CSE 291A: Advanced Data Analytics and ML Systems
Course Overview and Goals
This is a research-oriented course on the emerging area of advanced data analytics and ML systems, at the intersection of data management, ML/AI, and systems.
This area is a driving force behind several modern data-driven applications that use large-scale machine learning to analyze large and complex datasets, including enterprise business intelligence, healthcare, recommendation systems, social media analytics, Web search, Web security, and Internet of Things.
Students will learn about the latest research in this area and get hands-on experience doing either a research project or an in-depth survey of one of the course topics.
Administrivia
Lectures: TueThu 12:30-1:50pm; CSE 2154
Instructor: Arun Kumar; Office: CSE 3218; Office Hours: Thu 2:00-3:00pm
TA: Digvijay Karamchandani (dkaramch [at] eng.ucsd.edu)
Piazza: CSE 291A
Announcements
Pre-requisites
Courses on machine learning, database systems, and operating systems (at UCSD or elsewhere), with good grades in both courses, or prior research experience in a relevant topic, subject to the consent of the instructor.
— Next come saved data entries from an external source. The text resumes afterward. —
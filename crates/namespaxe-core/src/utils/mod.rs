//! Formatting helpers for namespace fields.

pub mod format;

pub use format::{convert_date, cpu_millis, display_value, with_unit};
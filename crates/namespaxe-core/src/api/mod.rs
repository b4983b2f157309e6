//! HTTP client module for the namespaxe authentication and resource services.
//!
//! This module provides the `ApiClient` for fetching a CSRF session token
//! and issuing the authenticated POST requests behind every command.
//!
//! Every resource request carries the username and password in its JSON
//! body plus the `csrftoken`/`sessionid` cookie pair from a fresh token.

pub mod client;
pub mod error;

pub use client::{ApiClient, OperationRequest};
pub use error::{status_message, ApiError};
Here are some recommended textbooks on the foundational background needed for this course:
ML: "Machine Learning" by Tom Mitchell and "Deep Learning" by Ian Goodfellow, Yoshua Bengio, and Aaron Courville
DB: "Database Management Systems" by Raghu Ramakrishnan and Johannes Gehrke
OS: "Operating Systems: Three Easy Pieces" by Remzi and Andrea Arpaci-Dusseau
Enrollment
Fill out the enrollment questionnaire before 11:59 PM Sunday 01/07/18 (now extended to 5:59 PM Wednesday 01/10/18), if you want to enroll in this course. Each student has to fill it out individually. The enrollment decisions will depend upon the answers to these questions. The questionnaire asks about your academic background and research experience, asks you to review a research paper, and poses some open-ended research questions.
Course Project
Course Content and Format
The course will be based primarily on a reading list of about 30 recent papers from top conferences such as SIGMOD, VLDB, NIPS, ICLR, NSDI, and OSDI, organized into topics.
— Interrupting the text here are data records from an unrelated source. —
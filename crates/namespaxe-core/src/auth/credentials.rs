use std::collections::BTreeMap;
use std::fmt;
use std::path::{Path, PathBuf};

use base64::engine::general_purpose::STANDARD;
use base64::Engine;
use serde::{Deserialize, Serialize};
use thiserror::Error;
use tracing::debug;

#[derive(Error, Debug)]
pub enum CredentialError {
    #[error("Failed to read credential file {path}: {source}")]
    Unreadable {
        path: PathBuf,
        #[source]
        source: std::io::Error,
    },

    #[error("Credential file is not valid JSON: {0}")]
    Malformed(#[from] serde_json::Error),

    #[error("No credentials stored for {0}")]
    MissingEntry(String),

    #[error("Stored credentials are not valid base64")]
    InvalidEncoding,

    #[error("Stored credentials are missing the ':' separator")]
    MissingSeparator,

    #[error("Username must not contain ':'.")]
    InvalidUsername,

    #[error("Failed to write credential file {path}: {source}")]
    Write {
        path: PathBuf,
        #[source]
        source: std::io::Error,
    },
}

#[derive(Clone, PartialEq, Eq)]
pub struct StoredCredentials {
    pub username: String,
    pub password: String,
}

impl StoredCredentials {
    pub fn new(username: impl Into<String>, password: impl Into<String>) -> Self {
        Self {
            username: username.into(),
            password: password.into(),
        }
    }

    /// The stored form is `user:pass` split at the first `:`, so only the
    /// password may contain one.
    pub fn validate(&self) -> Result<(), CredentialError> {
        if self.username.contains(':') {
            return Err(CredentialError::InvalidUsername);
        }
        Ok(())
    }

    fn encode(&self) -> String {
        STANDARD.encode(format!("{}:{}", self.username, self.password))
    }

    fn decode(encoded: &str) -> Result<Self, CredentialError> {
        let bytes = STANDARD
            .decode(encoded.trim())
            .map_err(|_| CredentialError::InvalidEncoding)?;
        let pair = String::from_utf8(bytes).map_err(|_| CredentialError::InvalidEncoding)?;
        let (username, password) = pair
            .split_once(':')
            .ok_or(CredentialError::MissingSeparator)?;
        Ok(Self::new(username, password))
    }
}

// Keep passwords out of logs and panic messages.
impl fmt::Debug for StoredCredentials {
    fn fmt(&self, f: &mut fmt::Formatter<'_>) -> fmt::Result {
        f.debug_struct("StoredCredentials")
            .field("username", &self.username)
            .field("password", &"<redacted>")
            .finish()
    }
}

#[derive(Debug, Serialize, Deserialize)]
struct CredentialFile {
    auths: BTreeMap<String, AuthEntry>,
}

#[derive(Debug, Serialize, Deserialize)]
struct AuthEntry {
    auth: String,
}

/// The `config.json` credential file.
///
/// Layout: `{"auths": {"<login url>": {"auth": base64("user:pass")}}}`.
pub struct CredentialStore {
    path: PathBuf,
    key: String,
}

impl CredentialStore {
    pub fn new(path: PathBuf, key: impl Into<String>) -> Self {
        Self {
            path,
            key: key.into(),
        }
    }

    pub fn path(&self) -> &Path {
        &self.path
    }

    pub fn exists(&self) -> bool {
        self.path.exists()
    }

    /// Load stored credentials.
    ///
    /// Returns `Ok(None)` when no file exists and an error when the file is
    /// present but does not hold a decodable entry for this store's key.
    pub fn load(&self) -> Result<Option<StoredCredentials>, CredentialError> {
        if !self.path.exists() {
            return Ok(None);
        }

        let contents = std::fs::read_to_string(&self.path).map_err(|source| CredentialError::Unreadable {
            path: self.path.clone(),
            source,
        })?;
        let file: CredentialFile = serde_json::from_str(&contents)?;
        let entry = file
            .auths
            .get(&self.key)
            .ok_or_else(|| CredentialError::MissingEntry(self.key.clone()))?;

        let credentials = StoredCredentials::decode(&entry.auth)?;
        debug!(path = %self.path.display(), username = %credentials.username, "Loaded stored credentials");
        Ok(Some(credentials))
    }

    /// Write credentials, replacing whatever the file held before.
    pub fn save(&self, credentials: &StoredCredentials) -> Result<(), CredentialError> {
        credentials.validate()?;

        let write_err = |source| CredentialError::Write {
            path: self.path.clone(),
            source,
        };

        if let Some(parent) = self.path.parent() {
            std::fs::create_dir_all(parent).map_err(write_err)?;
        }

        let mut auths = BTreeMap::new();
        auths.insert(
            self.key.clone(),
            AuthEntry {
                auth: credentials.encode(),
            },
        );
        let contents = to_indented_json(&CredentialFile { auths })?;
        std::fs::write(&self.path, contents).map_err(write_err)?;

        debug!(path = %self.path.display(), "Saved credentials");
        Ok(())
    }
}

fn to_indented_json<T: Serialize>(value: &T) -> Result<Vec<u8>, serde_json::Error> {
    let mut buf = Vec::new();
    let formatter = serde_json::ser::PrettyFormatter::with_indent(b"    ");
    let mut serializer = serde_json::Serializer::with_formatter(&mut buf, formatter);
    value.serialize(&mut serializer)?;
    Ok(buf)
}

#[cfg(test)]
mod tests {
    use super::*;
    use tempfile::TempDir;

    const KEY: &str = "https://auth0.pyincorporation.com/tool-authenticate";

    fn store_in(dir: &TempDir) -> CredentialStore {
        CredentialStore::new(dir.path().join("nested").join("config.json"), KEY)
    }

    #[test]
    fn test_save_then_load_round_trips() {
        let dir = TempDir::new().unwrap();
        let store = store_in(&dir);

        store.save(&StoredCredentials::new("alice", "s3cret")).unwrap();
        let loaded = store.load().unwrap().unwrap();

        assert_eq!(loaded.username, "alice");
        assert_eq!(loaded.password, "s3cret");
    }

    #[test]
    fn test_password_with_colon_round_trips() {
        let dir = TempDir::new().unwrap();
        let store = store_in(&dir);

        store.save(&StoredCredentials::new("bob", "a:b:c")).unwrap();
        assert_eq!(store.load().unwrap().unwrap().password, "a:b:c");
    }

    #[test]
    fn test_file_layout() {
        let dir = TempDir::new().unwrap();
        let store = store_in(&dir);
        store.save(&StoredCredentials::new("alice", "s3cret")).unwrap();

        let raw = std::fs::read_to_string(store.path()).unwrap();
        let json: serde_json::Value = serde_json::from_str(&raw).unwrap();
        assert_eq!(json["auths"][KEY]["auth"], "YWxpY2U6czNjcmV0");
        assert!(raw.contains("\n    \"auths\""));
    }

    #[test]
    fn test_username_with_colon_is_rejected() {
        let dir = TempDir::new().unwrap();
        let store = store_in(&dir);

        let err = store.save(&StoredCredentials::new("a:b", "pw")).unwrap_err();

        assert!(matches!(err, CredentialError::InvalidUsername));
        assert!(!store.exists());
    }

    #[test]
    fn test_save_overwrites() {
        let dir = TempDir::new().unwrap();
        let store = store_in(&dir);

        store.save(&StoredCredentials::new("old", "one")).unwrap();
        store.save(&StoredCredentials::new("new", "two")).unwrap();

        assert_eq!(store.load().unwrap().unwrap(), StoredCredentials::new("new", "two"));
    }

    #[test]
    fn test_missing_file_is_absent() {
        let dir = TempDir::new().unwrap();
        let store = store_in(&dir);

        assert!(!store.exists());
        assert!(store.load().unwrap().is_none());
    }

    #[test]
    fn test_malformed_json_is_error() {
        let dir = TempDir::new().unwrap();
        let path = dir.path().join("config.json");
        std::fs::write(&path, "{not json").unwrap();

        let err = CredentialStore::new(path, KEY).load().unwrap_err();
        assert!(matches!(err, CredentialError::Malformed(_)));
    }

    #[test]
    fn test_missing_key_is_error() {
        let dir = TempDir::new().unwrap();
        let path = dir.path().join("config.json");
        std::fs::write(&path, r#"{"auths": {"https://elsewhere": {"auth": "YTpi"}}}"#).unwrap();

        let err = CredentialStore::new(path, KEY).load().unwrap_err();
        assert!(matches!(err, CredentialError::MissingEntry(_)));
    }

    #[test]
    fn test_invalid_base64_is_error() {
        let dir = TempDir::new().unwrap();
        let path = dir.path().join("config.json");
        let body = format!(r#"{{"auths": {{"{}": {{"auth": "!!not-base64!!"}}}}}}"#, KEY);
        std::fs::write(&path, body).unwrap();

        let err = CredentialStore::new(path, KEY).load().unwrap_err();
        assert!(matches!(err, CredentialError::InvalidEncoding));
    }

    #[test]
    fn test_missing_separator_is_error() {
        let dir = TempDir::new().unwrap();
        let path = dir.path().join("config.json");
        // base64("nocolon")
        let body = format!(r#"{{"auths": {{"{}": {{"auth": "bm9jb2xvbg=="}}}}}}"#, KEY);
        std::fs::write(&path, body).unwrap();

        let err = CredentialStore::new(path, KEY).load().unwrap_err();
        assert!(matches!(err, CredentialError::MissingSeparator));
    }

    #[test]
    fn test_debug_redacts_password() {
        let creds = StoredCredentials::new("alice", "s3cret");
        let debug = format!("{:?}", creds);
        assert!(debug.contains("alice"));
        assert!(!debug.contains("s3cret"));
    }
}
Each student has to read and submit their individual reviews of about 18 specified papers in the reading list by the deadline corresponding to each paper. The reviews will have a prescribed format and will have to be submitted via a given Google Form (not via email). See the Schedule for more details. For some advice on how to read a research paper with an evaluative but also appreciative mindset, read this excellent article.
There will be two 75-minute lectures per week (Tue and Thu) by the instructor on the topics, techniques, and papers (mostly from the reading list). Each topic will span about 2 lectures. The lectures will also involve discussions about the reading list papers. All students are expected to read all the assigned papers and participate in the discussions.
Grading
50%: Performance on the research or survey project, including the project report
25%: Quality and thoroughness of paper reviews
15%: Project presentation
10%: Participation in the lectures/discussions
Project Performance Metrics
The key metrics for the survey projects are diligence, precision, and technical depth, while creativity and independence are additional metrics for the research projects.
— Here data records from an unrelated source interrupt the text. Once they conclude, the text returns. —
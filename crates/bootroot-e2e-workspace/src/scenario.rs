//! Scenario documents
//!
//! A scenario names a set of nodes, each hosting a set of services. It is
//! read once and never mutated; materialization walks it in document order.

use serde::{Deserialize, Serialize};
use std::collections::HashSet;
use std::path::Path;

use crate::error::{MaterializeError, Result};
use crate::layout::read_json;

/// Complete scenario definition.
#[derive(Debug, Clone, PartialEq, Eq, Deserialize, Serialize)]
pub struct Scenario {
    /// Scenario identifier, copied into `layout.json`.
    pub id: String,
    /// Nodes in materialization order.
    pub nodes: Vec<Node>,
}

/// One host in the scenario. The id doubles as hostname and directory name.
#[derive(Debug, Clone, PartialEq, Eq, Deserialize, Serialize)]
pub struct Node {
    /// Node id; also its hostname and directory name.
    pub id: String,
    /// Services hosted on the node, in materialization order.
    #[serde(default)]
    pub services: Vec<Service>,
}

/// A service the agent bootstraps on a node.
#[derive(Debug, Clone, PartialEq, Eq, Deserialize, Serialize)]
pub struct Service {
    /// Service name; also names its files.
    pub service_name: String,
    /// How the service is deployed (`daemon`, `docker`, ...). Carried through
    /// to the layout and state files unchanged.
    pub deploy_type: String,
    /// Instance id, first label of the certificate DNS name.
    pub instance_id: String,
    /// Container name for `docker` deployments.
    #[serde(default)]
    pub container_name: Option<String>,
}

impl Scenario {
    /// Read and validate a scenario file.
    pub fn load(path: &Path) -> Result<Self> {
        let scenario: Scenario = read_json(path)?;
        scenario.validate()?;
        Ok(scenario)
    }

    /// Reject scenarios that would produce ambiguous or unsafe paths.
    pub fn validate(&self) -> Result<()> {
        check_segment("scenario id", &self.id)?;

        let mut node_ids = HashSet::new();
        for node in &self.nodes {
            check_segment("node id", &node.id)?;
            if !node_ids.insert(node.id.as_str()) {
                return Err(MaterializeError::InvalidScenario(format!(
                    "duplicate node id {:?}",
                    node.id
                )));
            }

            let mut names = HashSet::new();
            for service in &node.services {
                check_segment("service name", &service.service_name)?;
                if service.instance_id.trim().is_empty() {
                    return Err(MaterializeError::InvalidScenario(format!(
                        "service {:?} on node {:?} has an empty instance id",
                        service.service_name, node.id
                    )));
                }
                if !names.insert(service.service_name.as_str()) {
                    return Err(MaterializeError::InvalidScenario(format!(
                        "duplicate service {:?} on node {:?}",
                        service.service_name, node.id
                    )));
                }
            }
        }
        Ok(())
    }

    /// Total number of services across all nodes.
    pub fn service_count(&self) -> usize {
        self.nodes.iter().map(|node| node.services.len()).sum()
    }
}

// Ids end up as directory and file names.
fn check_segment(what: &str, value: &str) -> Result<()> {
    if value.trim().is_empty() {
        return Err(MaterializeError::InvalidScenario(format!(
            "{what} must not be empty"
        )));
    }
    if value == "." || value == ".." || value.contains(['/', '\\']) {
        return Err(MaterializeError::InvalidScenario(format!(
            "{what} {value:?} is not a valid path segment"
        )));
    }
    Ok(())
}

#[cfg(test)]
mod tests {
    use super::*;

    fn parse(json: &str) -> Scenario {
        serde_json::from_str(json).unwrap()
    }

    const TWO_SERVICES: &str = r#"{
        "id": "scenario-a",
        "nodes": [
            {
                "id": "node-1",
                "services": [
                    {"service_name": "edge-proxy", "deploy_type": "daemon", "instance_id": "001"},
                    {"service_name": "web", "deploy_type": "docker", "instance_id": "002",
                     "container_name": "web-1"}
                ]
            }
        ]
    }"#;

    #[test]
    fn test_parses_optional_container_name() {
        let scenario = parse(TWO_SERVICES);
        let services = &scenario.nodes[0].services;
        assert_eq!(services[0].container_name, None);
        assert_eq!(services[1].container_name.as_deref(), Some("web-1"));
        assert_eq!(scenario.service_count(), 2);
        scenario.validate().unwrap();
    }

    #[test]
    fn test_rejects_duplicate_service_on_node() {
        let mut scenario = parse(TWO_SERVICES);
        let dup = scenario.nodes[0].services[0].clone();
        scenario.nodes[0].services.push(dup);
        let err = scenario.validate().unwrap_err();
        assert!(err.to_string().contains("duplicate service"));
    }

    #[test]
    fn test_same_service_on_two_nodes_is_fine() {
        let mut scenario = parse(TWO_SERVICES);
        let mut other = scenario.nodes[0].clone();
        other.id = "node-2".to_string();
        scenario.nodes.push(other);
        scenario.validate().unwrap();
    }

    #[test]
    fn test_rejects_empty_and_traversing_ids() {
        let mut scenario = parse(TWO_SERVICES);
        scenario.id = " ".to_string();
        assert!(scenario.validate().is_err());

        let mut scenario = parse(TWO_SERVICES);
        scenario.nodes[0].id = "../escape".to_string();
        assert!(scenario.validate().is_err());

        let mut scenario = parse(TWO_SERVICES);
        scenario.nodes[0].services[1].service_name = "..".to_string();
        assert!(scenario.validate().is_err());
    }

    #[test]
    fn test_rejects_duplicate_node() {
        let mut scenario = parse(TWO_SERVICES);
        let dup = scenario.nodes[0].clone();
        scenario.nodes.push(dup);
        assert!(scenario.validate().is_err());
    }

    #[test]
    fn test_load_reports_parse_errors_with_path() {
        let dir = tempfile::tempdir().unwrap();
        let path = dir.path().join("scenario.json");
        std::fs::write(&path, "{\"id\": 3}").unwrap();
        let err = Scenario::load(&path).unwrap_err();
        assert!(matches!(err, MaterializeError::Parse { .. }));
    }
}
The students that perform outstandingly in the research projects will be encouraged to continue working on the project under the instructor's guidance to publish at a top research venue.
Classroom Rules
No late days for submitting the paper reviews and the project report.
If plagiarism is detected in the paper reviews, the University authorities will be notified immediately for appropriate disciplinary action to be taken.
|